Riga OMON: from the Baltic to Tyumen

Riga riot police received even greater fame than its Lithuanian counterparts. A special police unit was created in Riga - the capital of the Latvian SSR, October 3 1988 - in accordance with the order of the Minister of Internal Affairs of the USSR Alexander Vlasov to create special police units. The first squad leader was Edgar Ivanovich Lymar. Initially, the size of the detachment was determined in 148 positions, including 20 - officers. Recruited in the detachment of the police officers of the patrol and patrol service, the most prepared in terms of physical and combat training, to perform the tasks of curbing riots and group crimes. In addition, a number of officers from other police units, including former "Afghans" - war veterans in Afghanistan, joined the squad. Among them was the future commander of the detachment, Cheslav Mlynnik, who headed the division in February 1991. Cheslav Gennadyevich Mlynnik was born on July 28 1960 in the village of Lugomovichi, Grodno Region, Belorussian SSR. His youth was shaped like many children from working families — a secondary school, working as a mechanic at a branch of the RAF plant in Jelgava, then recruiting into the Soviet Army. The physically developed Mlynnik was sent to serve in the Airborne Forces, from December 25 1979 he was part of the 103 Vitebsk Airborne Division in Afghanistan, took part in the fighting, during which showed high moral and combat qualities. After demobilization, Mlynnik was asked to join the internal affairs agencies. He worked in the Bausk District Department of the Interior of the Latvian SSR, in 1984 he graduated in absentia from the Riga Secondary Special School of the USSR Ministry of Internal Affairs, and in 1988 he graduated from the Minsk Higher School of the Ministry of Internal Affairs of the USSR. In the bodies of the Ministry of Internal Affairs, Mlynnik held the posts of driver, district inspector, operative of the criminal investigation department and operative of the operational department of the corrective labor institution. In 1988, the town of Mlynnik, as a paratrooper and combatant, was sent to serve in the Riga OMON. The personnel in the unit of the Riga riot police got close-knit, patriotic, loyal to the Soviet oath.

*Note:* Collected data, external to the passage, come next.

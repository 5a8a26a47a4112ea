//! Monthly budgets declared in category names
//!
//! A category called `Streaming 15/m` budgets 15 per month, `Insurance 600/y`
//! budgets 50 per month and `Car Service 300/qt` budgets 100 per month.
//! Markers add up: `Phone 20/m 60/y` budgets 25 per month.

use std::sync::OnceLock;

use regex::Regex;

fn marker(unit: &str) -> Regex {
    Regex::new(&format!(r"(\d+(?:\.\d+)?)/{}", unit)).expect("valid regex")
}

fn markers() -> &'static [(Regex, f64); 3] {
    static MARKERS: OnceLock<[(Regex, f64); 3]> = OnceLock::new();
    MARKERS.get_or_init(|| [(marker("m"), 1.0), (marker("qt"), 3.0), (marker("y"), 12.0)])
}

/// Monthly budget encoded in a category name, 0 when there is none
pub fn monthly_budget(category: &str) -> f64 {
    markers()
        .iter()
        .filter_map(|(re, months)| {
            re.captures(category)
                .and_then(|c| c[1].parse::<f64>().ok())
                .map(|amount| amount / months)
        })
        .sum()
}

#[cfg(test)]
mod tests {
    use super::*;

    #[test]
    fn test_no_marker() {
        assert_eq!(monthly_budget("Groceries"), 0.0);
        assert_eq!(monthly_budget("24/7 Store"), 0.0);
    }

    #[test]
    fn test_single_markers() {
        assert_eq!(monthly_budget("Streaming 15/m"), 15.0);
        assert_eq!(monthly_budget("Car Service 300/qt"), 100.0);
        assert_eq!(monthly_budget("Insurance 600/y"), 50.0);
        assert_eq!(monthly_budget("Coffee 12.5/m"), 12.5);
    }

    #[test]
    fn test_markers_add_up() {
        assert_eq!(monthly_budget("Phone 20/m 60/y"), 25.0);
        assert_eq!(monthly_budget("Everything 10/m 30/qt 120/y"), 30.0);
    }
}
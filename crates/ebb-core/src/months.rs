//! Whole-month distances between calendar dates
//!
//! All ages in ebb are measured in calendar months. Day-of-month never
//! matters: the 31st of January and the 1st of February are one month apart.

use chrono::{Datelike, NaiveDate};

/// Number of whole calendar months from `other` to `reference`
///
/// Computed as `(ref.year - other.year) * 12 + (ref.month - other.month)`.
/// The result is negative when `other` falls in a later month than
/// `reference`. Callers that index by age must clamp it themselves.
pub fn months_between(reference: NaiveDate, other: NaiveDate) -> i32 {
    (reference.year() - other.year()) * 12 + reference.month() as i32 - other.month() as i32
}

/// First day of the month containing `date`
pub fn month_start(date: NaiveDate) -> NaiveDate {
    // Day 1 exists in every month
    date.with_day(1).unwrap_or(date)
}
//! Monthly aggregation of active-category transactions

use std::collections::BTreeMap;

use chrono::NaiveDate;
use tracing::debug;

use crate::models::{MonthlyBucket, TransactionRecord};
use crate::months::month_start;

/// Sum amounts per (month, category) over active transactions
///
/// Inactive records and records without a category are dropped. Buckets
/// come out ordered by month, then category.
pub fn aggregate_monthly(records: &[TransactionRecord]) -> Vec<MonthlyBucket> {
    let mut sums: BTreeMap<(NaiveDate, &str), f64> = BTreeMap::new();
    let mut skipped = 0usize;

    for record in records {
        if !record.active || record.category.is_empty() {
            skipped += 1;
            continue;
        }
        *sums
            .entry((month_start(record.transaction_date), record.category.as_str()))
            .or_insert(0.0) += record.amount;
    }

    debug!(
        "Aggregated {} records into {} monthly buckets ({} skipped)",
        records.len() - skipped,
        sums.len(),
        skipped
    );

    sums.into_iter()
        .map(|((month, category), amount_sum)| MonthlyBucket {
            month,
            category: category.to_string(),
            amount_sum,
        })
        .collect()
}
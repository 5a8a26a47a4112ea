//! Effective configuration command

use anyhow::Result;
use ebb_core::{Config, SchemeKind};

pub fn cmd_config(config: &Config) -> Result<()> {
    println!();
    println!("⚙️  Configuration");
    match &config.source {
        Some(path) => println!("   Source: {}", path.display()),
        None => println!("   Source: built-in defaults"),
    }
    println!("   ─────────────────────────────────────────────");

    println!("   Decay");
    println!("     scheme:          {}", config.decay.scheme);
    match config.decay.scheme {
        SchemeKind::Linear => {
            println!("     decline_start:   {}", config.decay.decline_start);
            println!("     min_weight:      {}", config.decay.min_weight);
        }
        SchemeKind::Exponential | SchemeKind::Quadratic => {
            println!("     scale:           {}", config.decay.scale);
        }
    }

    println!("   Report");
    println!("     normalize_cadence: {}", config.report.normalize_cadence);
    println!("     include_budget:    {}", config.report.include_budget);
    if config.report.earmark_accounts.is_empty() {
        println!("     earmark_accounts:  (none)");
    } else {
        println!(
            "     earmark_accounts:  {}",
            config.report.earmark_accounts.join(", ")
        );
    }

    println!("   Sheets");
    println!(
        "     spreadsheet_id:  {}",
        config.sheets.spreadsheet_id.as_deref().unwrap_or("(not set)")
    );
    println!("     stats_range:     {}", config.sheets.stats_range);
    println!(
        "     balances_range:  {}",
        config.sheets.balances_range.as_deref().unwrap_or("(not set)")
    );
    println!(
        "     earmarks_range:  {}",
        config.sheets.earmarks_range.as_deref().unwrap_or("(not set)")
    );
    match &config.sheets.credentials {
        Some(path) => println!("     credentials:     {}", path.display()),
        None => println!("     credentials:     (not set)"),
    }
    println!("     api_base:        {}", config.sheets.api_base);
    println!("     timeout:         {}s", config.sheets.timeout.as_secs());

    println!("   Publish");
    println!("     max_retries:     {}", config.publish.max_retries);
    println!(
        "     backoff:         {}ms..{}ms",
        config.publish.initial_backoff.as_millis(),
        config.publish.max_backoff.as_millis()
    );
    println!();

    Ok(())
}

When the Latvian Sejm declared Latvia's independence from the USSR, the riot police realized that it was time to act. In January, the 1991 of the Riga OMON occupied the buildings of the Press and Telegraph House and the Ministry of the Interior of Latvia. On January 15, riot police disarmed the Vecmilgravis police station, on January 16 took 42 machine gun, 215 pistols, 5 machine guns, 4 sniper rifles, 2 grenade launcher and ammunition in the building of the Riga faculty of the Minsk Higher School of the MIA of the USSR. In response to the actions of the Riga Special Police Force, which ceased to obey the Latvian Ministry of Internal Affairs, Latvian Interior Minister Alois Vaznis sent a telegram to the USSR Ministry of Internal Affairs stating that he orders subordinate officers of the Ministry of Internal Affairs of Latvia to open fire on OMON fighters who are closer to 50 meters of Latvia’s Interior Ministry objects . The USSR Ministry of Internal Affairs sent this telegram to the command of the Riga OMON. Indeed, the situation in the Latvian capital was tense. On the night of January with 19 on 20, a riot police post in the Press House was shelled. Riot policemen managed to stop the minibus, in which there were Latvian warriors. All of them were taken to the riot base in Vecmilgravis. The detainees decided to transport to the building of the prosecutor's office, but during a trip to the riot police they opened fire. As a result of the ensuing battle, riot police without losses were able to seize the building of the Latvian Interior Ministry. In addition, riot police attacked the customs posts, which were established by Latvian separatists on the land borders of the republic - ostensibly to protect the domestic market of the republic from the expansion of Soviet goods. According to official data, only in the summer of 1991 was 23 attacked Latvian customs posts, not only at the land borders of the republic, but also at the Riga airport and at the Riga railway station. Riga riot police are accused of attacking Lithuanian customs in Medininkai.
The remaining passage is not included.